REQUIREMENT >> In the following listing, work out how many lines contain the string "matches", and state only that number.

GIVEN ENTRIES >>
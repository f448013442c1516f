use crate::BikeshareError;
use crate::format::to_english_list;
use serde::Serialize;
use std::fmt;
use std::str::FromStr;

fn parse_choice<T: Copy + fmt::Display>(
    input: &str,
    choices: &[T],
    matches: impl Fn(&T, &str) -> bool,
) -> Result<T, BikeshareError> {
    let needle = input.trim().to_lowercase();
    choices
        .iter()
        .find(|choice| matches(choice, &needle))
        .copied()
        .ok_or_else(|| BikeshareError::InvalidInput {
            input: input.trim().to_string(),
            expected: to_english_list(choices.iter()),
        })
}

fn by_name<T: fmt::Display>(choice: &T, needle: &str) -> bool {
    choice.to_string().to_lowercase() == needle
}

#[derive(Debug, Clone, Copy, PartialEq, Eq, Hash, Serialize)]
pub enum City {
    Chicago,
    #[serde(rename = "New York")]
    NewYork,
    Washington,
}

impl City {
    pub const ALL: [City; 3] = [City::Chicago, City::NewYork, City::Washington];

    pub fn name(self) -> &'static str {
        match self {
            City::Chicago => "Chicago",
            City::NewYork => "New York",
            City::Washington => "Washington",
        }
    }

    pub fn file_name(self) -> &'static str {
        match self {
            City::Chicago => "chicago.csv",
            City::NewYork => "new_york_city.csv",
            City::Washington => "washington.csv",
        }
    }
}

impl fmt::Display for City {
    fn fmt(&self, f: &mut fmt::Formatter<'_>) -> fmt::Result {
        f.write_str(self.name())
    }
}

impl FromStr for City {
    type Err = BikeshareError;

    fn from_str(s: &str) -> Result<Self, Self::Err> {
        parse_choice(s, &City::ALL, by_name)
    }
}

#[derive(Debug, Clone, Copy, PartialEq, Eq, PartialOrd, Ord, Hash, Serialize)]
pub enum MonthName {
    January,
    February,
    March,
    April,
    May,
    June,
    July,
    August,
    September,
    October,
    November,
    December,
}

impl MonthName {
    pub const ALL: [MonthName; 12] = [
        MonthName::January,
        MonthName::February,
        MonthName::March,
        MonthName::April,
        MonthName::May,
        MonthName::June,
        MonthName::July,
        MonthName::August,
        MonthName::September,
        MonthName::October,
        MonthName::November,
        MonthName::December,
    ];

    pub fn name(self) -> &'static str {
        match self {
            MonthName::January => "January",
            MonthName::February => "February",
            MonthName::March => "March",
            MonthName::April => "April",
            MonthName::May => "May",
            MonthName::June => "June",
            MonthName::July => "July",
            MonthName::August => "August",
            MonthName::September => "September",
            MonthName::October => "October",
            MonthName::November => "November",
            MonthName::December => "December",
        }
    }
}

impl fmt::Display for MonthName {
    fn fmt(&self, f: &mut fmt::Formatter<'_>) -> fmt::Result {
        f.write_str(self.name())
    }
}

impl FromStr for MonthName {
    type Err = BikeshareError;

    fn from_str(s: &str) -> Result<Self, Self::Err> {
        parse_choice(s, &MonthName::ALL, by_name)
    }
}

#[derive(Debug, Clone, Copy, PartialEq, Eq, PartialOrd, Ord, Hash, Serialize)]
pub enum DayOfWeek {
    Monday,
    Tuesday,
    Wednesday,
    Thursday,
    Friday,
    Saturday,
    Sunday,
}

impl DayOfWeek {
    pub const ALL: [DayOfWeek; 7] = [
        DayOfWeek::Monday,
        DayOfWeek::Tuesday,
        DayOfWeek::Wednesday,
        DayOfWeek::Thursday,
        DayOfWeek::Friday,
        DayOfWeek::Saturday,
        DayOfWeek::Sunday,
    ];

    pub fn from_weekday(weekday: chrono::Weekday) -> Self {
        Self::ALL[weekday.num_days_from_monday() as usize]
    }

    pub fn name(self) -> &'static str {
        match self {
            DayOfWeek::Monday => "Monday",
            DayOfWeek::Tuesday => "Tuesday",
            DayOfWeek::Wednesday => "Wednesday",
            DayOfWeek::Thursday => "Thursday",
            DayOfWeek::Friday => "Friday",
            DayOfWeek::Saturday => "Saturday",
            DayOfWeek::Sunday => "Sunday",
        }
    }
}

impl fmt::Display for DayOfWeek {
    fn fmt(&self, f: &mut fmt::Formatter<'_>) -> fmt::Result {
        f.write_str(self.name())
    }
}

impl FromStr for DayOfWeek {
    type Err = BikeshareError;

    fn from_str(s: &str) -> Result<Self, Self::Err> {
        parse_choice(s, &DayOfWeek::ALL, by_name)
    }
}

/// Which optional time filters the user wants to set.
#[derive(Debug, Clone, Copy, PartialEq, Eq)]
pub enum TimeFilter {
    Month,
    Day,
    Both,
    Neither,
}

impl TimeFilter {
    pub const ALL: [TimeFilter; 4] = [
        TimeFilter::Month,
        TimeFilter::Day,
        TimeFilter::Both,
        TimeFilter::Neither,
    ];

    pub fn wants_month(self) -> bool {
        matches!(self, TimeFilter::Month | TimeFilter::Both)
    }

    pub fn wants_day(self) -> bool {
        matches!(self, TimeFilter::Day | TimeFilter::Both)
    }
}

impl fmt::Display for TimeFilter {
    fn fmt(&self, f: &mut fmt::Formatter<'_>) -> fmt::Result {
        f.write_str(match self {
            TimeFilter::Month => "month",
            TimeFilter::Day => "day",
            TimeFilter::Both => "both",
            TimeFilter::Neither => "neither",
        })
    }
}

impl FromStr for TimeFilter {
    type Err = BikeshareError;

    // A blank answer means no filtering.
    fn from_str(s: &str) -> Result<Self, Self::Err> {
        parse_choice(s, &TimeFilter::ALL, |choice, needle| {
            by_name(choice, needle) || (needle.is_empty() && *choice == TimeFilter::Neither)
        })
    }
}

/// The city plus optional month/day equality filters for one session.
#[derive(Debug, Clone, Copy, PartialEq, Eq, Serialize)]
pub struct FilterSelection {
    pub city: City,
    pub month: Option<MonthName>,
    pub day: Option<DayOfWeek>,
}

impl FilterSelection {
    pub fn new(city: City, month: Option<MonthName>, day: Option<DayOfWeek>) -> Self {
        FilterSelection { city, month, day }
    }

    /// e.g. "Restricting data to Saturdays in Chicago during March 2017."
    pub fn describe(&self, year: i32) -> String {
        let day_info = self
            .day
            .map(|day| format!("{}s in ", day))
            .unwrap_or_default();
        let month_info = self
            .month
            .map(|month| format!(" {}", month))
            .unwrap_or_default();
        format!(
            "Restricting data to {}{} during{} {}.",
            day_info, self.city, month_info, year
        )
    }
}

#[cfg(test)]
mod tests {
    use super::*;

    #[test]
    fn test_city_parse_case_insensitive() {
        assert_eq!("chicago".parse::<City>().unwrap(), City::Chicago);
        assert_eq!("NEW YORK".parse::<City>().unwrap(), City::NewYork);
        assert_eq!("  Washington \n".parse::<City>().unwrap(), City::Washington);
        assert_eq!(City::NewYork.to_string(), "New York");
    }

    #[test]
    fn test_city_parse_rejects_unknown() {
        let err = "boston".parse::<City>().unwrap_err();
        match err {
            BikeshareError::InvalidInput { input, expected } => {
                assert_eq!(input, "boston");
                assert_eq!(expected, "Chicago, New York, Washington");
            }
            other => panic!("unexpected error: {other:?}"),
        }
    }

    #[test]
    fn test_month_and_day_parse() {
        assert_eq!("march".parse::<MonthName>().unwrap(), MonthName::March);
        assert_eq!("sUnDaY".parse::<DayOfWeek>().unwrap(), DayOfWeek::Sunday);
        assert!("mon".parse::<DayOfWeek>().is_err());
        assert!("".parse::<MonthName>().is_err());
    }

    #[test]
    fn test_day_from_weekday() {
        assert_eq!(DayOfWeek::from_weekday(chrono::Weekday::Mon), DayOfWeek::Monday);
        assert_eq!(DayOfWeek::from_weekday(chrono::Weekday::Sun), DayOfWeek::Sunday);
    }

    #[test]
    fn test_time_filter_parse() {
        assert_eq!("Both".parse::<TimeFilter>().unwrap(), TimeFilter::Both);
        assert_eq!("".parse::<TimeFilter>().unwrap(), TimeFilter::Neither);
        assert!("weekly".parse::<TimeFilter>().is_err());
        assert!(TimeFilter::Both.wants_month() && TimeFilter::Both.wants_day());
        assert!(!TimeFilter::Neither.wants_month());
    }

    #[test]
    fn test_describe_selection() {
        let all = FilterSelection::new(City::Chicago, Some(MonthName::March), Some(DayOfWeek::Saturday));
        assert_eq!(
            all.describe(2017),
            "Restricting data to Saturdays in Chicago during March 2017."
        );
        let none = FilterSelection::new(City::NewYork, None, None);
        assert_eq!(none.describe(2017), "Restricting data to New York during 2017.");
        let day_only = FilterSelection::new(City::Washington, None, Some(DayOfWeek::Monday));
        assert_eq!(
            day_only.describe(2017),
            "Restricting data to Mondays in Washington during 2017."
        );
    }
}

RESPONSE FOR THIS EXERCISE >> 4